Set up A/B tests

What Is A/B Testing?

A/B testing is a method to determine whether specific configuration changes are impactful. By creating two revisions, “A” and “B”, and running each revision on 50% of the site traffic, publishers can measure which revision performs better.

For example, if you want to test whether adding an additional bidder improves monetization, you can setup an A/B test to run on 50% of the traffic with the new bidder and 50% without. Comparing the eCPM of each version provides tangible data to make such decisions. Results of the AB Test can be evaluated in GAM using key-values.

Typical uses of A/B testing include measuring the impact of:

  • Adding / removing ad networks (bidders)
  • Adding new ad units / modifying ad unit sizes
  • Changing ad refresh rates
  • Eager vs. lazy loading

Step 1 - Create revisions to be compared

First, create two or more revisions whose performance you want to compate.

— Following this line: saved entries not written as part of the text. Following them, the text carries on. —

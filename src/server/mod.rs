//! Server core functionality
//!
//! This module contains the acceptor, the administrative handle, shutdown
//! coordination and process-wide statistics.

pub mod admin;
pub mod core;
pub mod shutdown;
pub mod stats;

pub use admin::ServerHandle;
pub use self::core::Server;
pub use shutdown::Shutdown;
pub use stats::{ServerStatistics, StatsSnapshot};
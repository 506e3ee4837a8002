//! Rate limiting middleware
//!
//! Sliding-window counters keyed by client IP: one window for new
//! connections (with an extra global cap) and one for commands.

use std::collections::{BTreeMap, HashMap, VecDeque};
use std::net::IpAddr;
use std::sync::{Mutex, MutexGuard};
use std::time::Duration;

use log::{info, warn};
use tokio::time::Instant;

use crate::config::RateLimitConfig;

/// Live rate limiter parameters
#[derive(Debug, Clone, PartialEq, Eq)]
pub struct RateLimitSettings {
    pub enabled: bool,
    pub connection_window: Duration,
    pub request_window: Duration,
    pub max_connections_per_ip: usize,
    pub max_connections_per_window: usize,
    pub max_requests_per_ip: usize,
}

impl From<&RateLimitConfig> for RateLimitSettings {
    fn from(config: &RateLimitConfig) -> Self {
        Self {
            enabled: config.enabled,
            connection_window: Duration::from_secs(config.connection_window_secs),
            request_window: Duration::from_secs(config.request_window_secs),
            max_connections_per_ip: config.max_connections_per_ip,
            max_connections_per_window: config.max_connections_per_window,
            max_requests_per_ip: config.max_requests_per_ip,
        }
    }
}

type Timestamps = HashMap<IpAddr, VecDeque<Instant>>;

struct LimiterState {
    settings: RateLimitSettings,
    connections: Timestamps,
    requests: Timestamps,
}

/// Sliding-window rate limiter shared by the acceptor and every session.
///
/// All checks run synchronously under one short-lived lock.
pub struct RateLimiter {
    state: Mutex<LimiterState>,
}

impl RateLimiter {
    pub fn new(settings: RateLimitSettings) -> Self {
        Self {
            state: Mutex::new(LimiterState {
                settings,
                connections: HashMap::new(),
                requests: HashMap::new(),
            }),
        }
    }

    fn lock(&self) -> MutexGuard<'_, LimiterState> {
        self.state.lock().unwrap_or_else(|poisoned| poisoned.into_inner())
    }

    pub fn is_enabled(&self) -> bool {
        self.lock().settings.enabled
    }

    pub fn allow_connection(&self, ip: IpAddr) -> bool {
        self.allow_connection_at(ip, Instant::now())
    }

    /// Admission check for a new connection from `ip` at `now`.
    pub fn allow_connection_at(&self, ip: IpAddr, now: Instant) -> bool {
        let mut guard = self.lock();
        let state = &mut *guard;
        if !state.settings.enabled {
            return true;
        }

        purge(&mut state.connections, now, state.settings.connection_window);

        let from_ip = state.connections.get(&ip).map_or(0, VecDeque::len);
        if from_ip >= state.settings.max_connections_per_ip {
            warn!("Rate limit exceeded for IP {}: max connections per IP reached", ip);
            return false;
        }

        let total: usize = state.connections.values().map(VecDeque::len).sum();
        if total >= state.settings.max_connections_per_window {
            warn!("Global connection rate limit exceeded ({} in window)", total);
            return false;
        }

        state.connections.entry(ip).or_default().push_back(now);
        true
    }

    pub fn allow_request(&self, ip: IpAddr) -> bool {
        self.allow_request_at(ip, Instant::now())
    }

    /// Per-command check for `ip` at `now`; there is no global request cap.
    pub fn allow_request_at(&self, ip: IpAddr, now: Instant) -> bool {
        let mut guard = self.lock();
        let state = &mut *guard;
        if !state.settings.enabled {
            return true;
        }

        purge(&mut state.requests, now, state.settings.request_window);

        let from_ip = state.requests.entry(ip).or_default();
        if from_ip.len() >= state.settings.max_requests_per_ip {
            warn!("Rate limit exceeded for IP {}: max requests per window reached", ip);
            if from_ip.is_empty() {
                state.requests.remove(&ip);
            }
            return false;
        }

        from_ip.push_back(now);
        true
    }

    pub fn settings(&self) -> RateLimitSettings {
        self.lock().settings.clone()
    }

    /// Replaces the live parameters. Disabling also drops all bookkeeping.
    pub fn set_settings(&self, settings: RateLimitSettings) {
        let mut state = self.lock();
        if !settings.enabled {
            state.connections.clear();
            state.requests.clear();
        }
        info!("Rate limiter settings updated: {:?}", settings);
        state.settings = settings;
    }

    /// Connection timestamps currently tracked per IP
    pub fn connection_stats(&self) -> BTreeMap<IpAddr, usize> {
        counts(&self.lock().connections)
    }

    /// Request timestamps currently tracked per IP
    pub fn request_stats(&self) -> BTreeMap<IpAddr, usize> {
        counts(&self.lock().requests)
    }

    pub fn reset(&self) {
        let mut state = self.lock();
        state.connections.clear();
        state.requests.clear();
        info!("Rate limiter statistics reset");
    }
}

/// Drops timestamps older than `now - window` and then empty entries.
fn purge(records: &mut Timestamps, now: Instant, window: Duration) {
    let Some(cutoff) = now.checked_sub(window) else {
        return;
    };
    records.retain(|_, timestamps| {
        while timestamps.front().is_some_and(|&t| t < cutoff) {
            timestamps.pop_front();
        }
        !timestamps.is_empty()
    });
}

fn counts(records: &Timestamps) -> BTreeMap<IpAddr, usize> {
    records.iter().map(|(ip, t)| (*ip, t.len())).collect()
}
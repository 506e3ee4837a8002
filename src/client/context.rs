//! Shared, read-mostly dependencies of every session task.

use std::sync::Arc;

use crate::auth::Authenticator;
use crate::config::StartupConfig;
use crate::middleware::rate_limit::RateLimiter;
use crate::server::stats::ServerStatistics;

pub struct SessionContext {
    pub authenticator: Arc<dyn Authenticator>,
    pub rate_limiter: Arc<RateLimiter>,
    pub stats: Arc<ServerStatistics>,
    pub max_command_length: usize,
    /// 0 = unlimited
    pub max_login_attempts: u32,
}

impl SessionContext {
    pub fn new(
        startup: &StartupConfig,
        authenticator: Arc<dyn Authenticator>,
        rate_limiter: Arc<RateLimiter>,
        stats: Arc<ServerStatistics>,
    ) -> Self {
        Self {
            authenticator,
            rate_limiter,
            stats,
            max_command_length: startup.max_command_length,
            max_login_attempts: startup.max_login_attempts,
        }
    }
}
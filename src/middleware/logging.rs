//! Logging middleware
//!
//! Provides request logging functionality.

use std::net::SocketAddr;

use log::{debug, info};

use crate::protocol::Command;

/// Log a client connection
pub fn log_connection(client_addr: SocketAddr, hostname: &str) {
    info!("Client connected: {} (virtual host {})", client_addr, hostname);
}

/// Log a client disconnection
pub fn log_disconnection(client_addr: SocketAddr, commands_executed: u64) {
    info!(
        "Client disconnected: {} after {} commands",
        client_addr, commands_executed
    );
}

/// Log a client command. Passwords are redacted by `Command`'s `Display`.
pub fn log_command(client_addr: SocketAddr, command: &Command) {
    debug!("Client {} executed: {}", client_addr, command);
}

  1. Determine which revision will be the test BASELINE, usually this is the revision that's currently in production. In the video above, the baseline revision is #18.
  2. Make a copy of the BASELINE revision. Edit the copy to enable/disable the behavior or feature that you want to test.
  3. Save this “modified” revision and add a short note about what was changed

Now you should have two versions saved:

  • A - the “baseline” reversion (that is, the original version)
  • B - the “modified” revision (which includes the changes you want to test)

Step 2 - Create A/B Test Revision

Next, create an “A/B Test Revision”. This is a special type of revision, which tells HTL BID which two configurations are being compared in the A/B Test.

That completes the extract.